(Items from a data source)
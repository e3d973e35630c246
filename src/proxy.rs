//! HTTP forwarding
//!
//! Forwards a client request to a resolved endpoint over one of two
//! pre-built transports: the *secure* transport verifies upstream
//! certificates against the root-CA pool, the *insecure* transport keeps the
//! same pool but skips verification (for endpoints marked TLS but not
//! verifiable). Request and response bodies stream; nothing is buffered.

use std::net::SocketAddr;
use std::time::Duration;

use bytes::Bytes;
use http_body_util::combinators::BoxBody;
use http_body_util::{BodyExt, Empty, Full};
use hyper::body::Incoming;
use hyper::header::{HeaderMap, HeaderName, HeaderValue};
use hyper::{Request, Response, StatusCode, Uri, Version};
use hyper_util::client::legacy::connect::HttpConnector;
use hyper_util::client::legacy::Client;
use hyper_util::rt::TokioExecutor;
use rustls::RootCertStore;
use tracing::{debug, warn};

use crate::backend::{Endpoint, TlsFlag};
use crate::error::{GatewayError, Result};

/// Streamed body type used throughout the request path.
pub type ProxyBody = BoxBody<Bytes, hyper::Error>;

/// Upstream dial timeout.
pub const DIAL_TIMEOUT: Duration = Duration::from_secs(10);

/// Idle keep-alive for pooled upstream connections.
const POOL_IDLE_TIMEOUT: Duration = Duration::from_secs(90);

const MAX_IDLE_PER_HOST: usize = 100;

type UpstreamClient = Client<hyper_rustls::HttpsConnector<HttpConnector>, ProxyBody>;

/// Wrap a fixed byte payload as a [`ProxyBody`].
pub fn full_body(payload: impl Into<Bytes>) -> ProxyBody {
    Full::new(payload.into()).map_err(|never| match never {}).boxed()
}

/// An empty [`ProxyBody`].
pub fn empty_body() -> ProxyBody {
    Empty::new().map_err(|never| match never {}).boxed()
}

/// Adapt a server-side body into a [`ProxyBody`] without buffering.
pub fn incoming_body(body: Incoming) -> ProxyBody {
    body.boxed()
}

/// Headers a proxy must not forward.
const HOP_BY_HOP: [&str; 10] = [
    "connection",
    "keep-alive",
    "proxy-authenticate",
    "proxy-authorization",
    "proxy-connection",
    "te",
    "trailer",
    "trailers",
    "transfer-encoding",
    "upgrade",
];

/// Strip hop-by-hop headers in place. `Host` is preserved.
pub fn strip_hop_by_hop(headers: &mut HeaderMap) {
    for name in HOP_BY_HOP {
        headers.remove(name);
    }
}

/// Append the caller's address to `X-Forwarded-For` and record the scheme
/// the client used in `X-Forwarded-Proto`.
pub fn add_forwarding_headers(headers: &mut HeaderMap, client_addr: SocketAddr, proto: &str) {
    let client_ip = client_addr.ip().to_string();

    let forwarded_for = match headers.get("x-forwarded-for").and_then(|v| v.to_str().ok()) {
        Some(existing) => format!("{}, {}", existing, client_ip),
        None => client_ip,
    };
    if let Ok(value) = HeaderValue::from_str(&forwarded_for) {
        headers.insert(HeaderName::from_static("x-forwarded-for"), value);
    }

    if let Ok(value) = HeaderValue::from_str(proto) {
        headers.insert(HeaderName::from_static("x-forwarded-proto"), value);
    }
}

/// Build the upstream request URI `{scheme}://{address}{path}?{query}`.
pub fn upstream_uri(endpoint: &Endpoint, req_uri: &Uri, websocket: bool) -> Result<Uri> {
    let path_and_query = req_uri
        .path_and_query()
        .map(|pq| pq.as_str())
        .unwrap_or("/");

    let uri = format!(
        "{}://{}{}",
        endpoint.scheme(websocket),
        endpoint.address,
        path_and_query
    );

    uri.parse::<Uri>().map_err(|e| {
        GatewayError::UpstreamProtocol(format!("invalid upstream URI {:?}: {}", uri, e))
    })
}

/// HTTP forwarder with secure and insecure transports.
pub struct HttpProxy {
    secure_client: UpstreamClient,
    insecure_client: UpstreamClient,
}

impl HttpProxy {
    /// Build both transports over the given root-CA pool.
    pub fn new(roots: &RootCertStore) -> anyhow::Result<HttpProxy> {
        let secure_tls = crate::tls::upstream_client_config(roots, true)?;
        let insecure_tls = crate::tls::upstream_client_config(roots, false)?;

        Ok(HttpProxy {
            secure_client: build_client(secure_tls),
            insecure_client: build_client(insecure_tls),
        })
    }

    fn client_for(&self, endpoint: &Endpoint) -> &UpstreamClient {
        match endpoint.tls {
            TlsFlag::SkipVerify => &self.insecure_client,
            _ => &self.secure_client,
        }
    }

    /// Forward `req` to `endpoint`, streaming both bodies.
    pub async fn forward(
        &self,
        mut req: Request<ProxyBody>,
        endpoint: &Endpoint,
        client_addr: SocketAddr,
    ) -> Result<Response<ProxyBody>> {
        let uri = upstream_uri(endpoint, req.uri(), false)?;
        debug!(upstream = %uri, "forwarding request");

        *req.uri_mut() = uri;
        // The upstream connection negotiates its own protocol version.
        *req.version_mut() = Version::HTTP_11;

        strip_hop_by_hop(req.headers_mut());
        add_forwarding_headers(req.headers_mut(), client_addr, "https");

        let response = self
            .client_for(endpoint)
            .request(req)
            .await
            .map_err(|e| {
                warn!(address = %endpoint.address, "upstream request failed: {}", e);
                if e.is_connect() {
                    GatewayError::UpstreamDial {
                        address: endpoint.address.clone(),
                        reason: e.to_string(),
                    }
                } else {
                    GatewayError::UpstreamProtocol(e.to_string())
                }
            })?;

        let (mut parts, body) = response.into_parts();
        strip_hop_by_hop(&mut parts.headers);
        Ok(Response::from_parts(parts, incoming_body(body)))
    }
}

fn build_client(tls: rustls::ClientConfig) -> UpstreamClient {
    let mut http = HttpConnector::new();
    http.enforce_http(false);
    http.set_connect_timeout(Some(DIAL_TIMEOUT));

    let https = hyper_rustls::HttpsConnectorBuilder::new()
        .with_tls_config(tls)
        .https_or_http()
        .enable_http1()
        .enable_http2()
        .wrap_connector(http);

    Client::builder(TokioExecutor::new())
        .pool_idle_timeout(POOL_IDLE_TIMEOUT)
        .pool_max_idle_per_host(MAX_IDLE_PER_HOST)
        .build(https)
}

/// Map a forwarding error onto the client-facing response.
pub fn error_response(error: &GatewayError) -> Response<ProxyBody> {
    let status = match error {
        GatewayError::UpstreamDial { .. } | GatewayError::UpstreamProtocol(_) => {
            StatusCode::BAD_GATEWAY
        }
        GatewayError::NotFound(_) => StatusCode::SERVICE_UNAVAILABLE,
        GatewayError::InvalidServerName { .. } | GatewayError::ClientProtocol(_) => {
            StatusCode::BAD_REQUEST
        }
        _ => StatusCode::INTERNAL_SERVER_ERROR,
    };

    Response::builder()
        .status(status)
        .header("content-type", "text/plain; charset=utf-8")
        .body(full_body(format!("{}\n", status)))
        .unwrap_or_else(|_| Response::new(empty_body()))
}

#[cfg(test)]
mod tests {
    use super::*;

    #[test]
    fn test_strip_hop_by_hop_preserves_host() {
        let mut headers = HeaderMap::new();
        headers.insert("host", HeaderValue::from_static("api.example.com"));
        headers.insert("connection", HeaderValue::from_static("keep-alive"));
        headers.insert("keep-alive", HeaderValue::from_static("timeout=5"));
        headers.insert("proxy-authorization", HeaderValue::from_static("Basic xx"));
        headers.insert("te", HeaderValue::from_static("trailers"));
        headers.insert("trailer", HeaderValue::from_static("Expires"));
        headers.insert("transfer-encoding", HeaderValue::from_static("chunked"));
        headers.insert("upgrade", HeaderValue::from_static("websocket"));
        headers.insert("x-custom", HeaderValue::from_static("kept"));

        strip_hop_by_hop(&mut headers);

        assert_eq!(headers.get("host").unwrap(), "api.example.com");
        assert_eq!(headers.get("x-custom").unwrap(), "kept");
        assert_eq!(headers.len(), 2);
    }

    #[test]
    fn test_forwarded_for_is_appended() {
        let addr: SocketAddr = "10.0.0.5:4242".parse().unwrap();

        let mut headers = HeaderMap::new();
        add_forwarding_headers(&mut headers, addr, "https");
        assert_eq!(headers.get("x-forwarded-for").unwrap(), "10.0.0.5");
        assert_eq!(headers.get("x-forwarded-proto").unwrap(), "https");

        let mut headers = HeaderMap::new();
        headers.insert(
            "x-forwarded-for",
            HeaderValue::from_static("198.51.100.7"),
        );
        add_forwarding_headers(&mut headers, addr, "https");
        assert_eq!(
            headers.get("x-forwarded-for").unwrap(),
            "198.51.100.7, 10.0.0.5"
        );
    }

    #[test]
    fn test_upstream_uri_building() {
        use crate::backend::TlsFlag;

        let plain = Endpoint::new("t", "backend:8080", TlsFlag::Plain);
        let secure = Endpoint::new("t", "backend:8443", TlsFlag::Secure);

        let req_uri: Uri = "https://ignored/api/v1?x=1".parse().unwrap();
        assert_eq!(
            upstream_uri(&plain, &req_uri, false).unwrap().to_string(),
            "http://backend:8080/api/v1?x=1"
        );
        assert_eq!(
            upstream_uri(&secure, &req_uri, false).unwrap().to_string(),
            "https://backend:8443/api/v1?x=1"
        );
        assert_eq!(
            upstream_uri(&secure, &req_uri, true).unwrap().to_string(),
            "wss://backend:8443/api/v1?x=1"
        );

        let bare: Uri = "https://ignored".parse().unwrap();
        assert_eq!(
            upstream_uri(&plain, &bare, false).unwrap().to_string(),
            "http://backend:8080/"
        );
    }

    #[test]
    fn test_error_responses() {
        let dial = GatewayError::UpstreamDial {
            address: "backend:80".to_string(),
            reason: "refused".to_string(),
        };
        assert_eq!(error_response(&dial).status(), StatusCode::BAD_GATEWAY);

        let missing = GatewayError::NotFound("x".to_string());
        assert_eq!(
            error_response(&missing).status(),
            StatusCode::SERVICE_UNAVAILABLE
        );

        let client = GatewayError::ClientProtocol("bad".to_string());
        assert_eq!(error_response(&client).status(), StatusCode::BAD_REQUEST);
    }
}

**Problem to work on**
Search the data above for the word "custom", then gather each line in which it appears.

**Final answer**
        headers.insert("x-custom", HeaderValue::from_static("kept"));
        assert_eq!(headers.get("x-custom").unwrap(), "kept");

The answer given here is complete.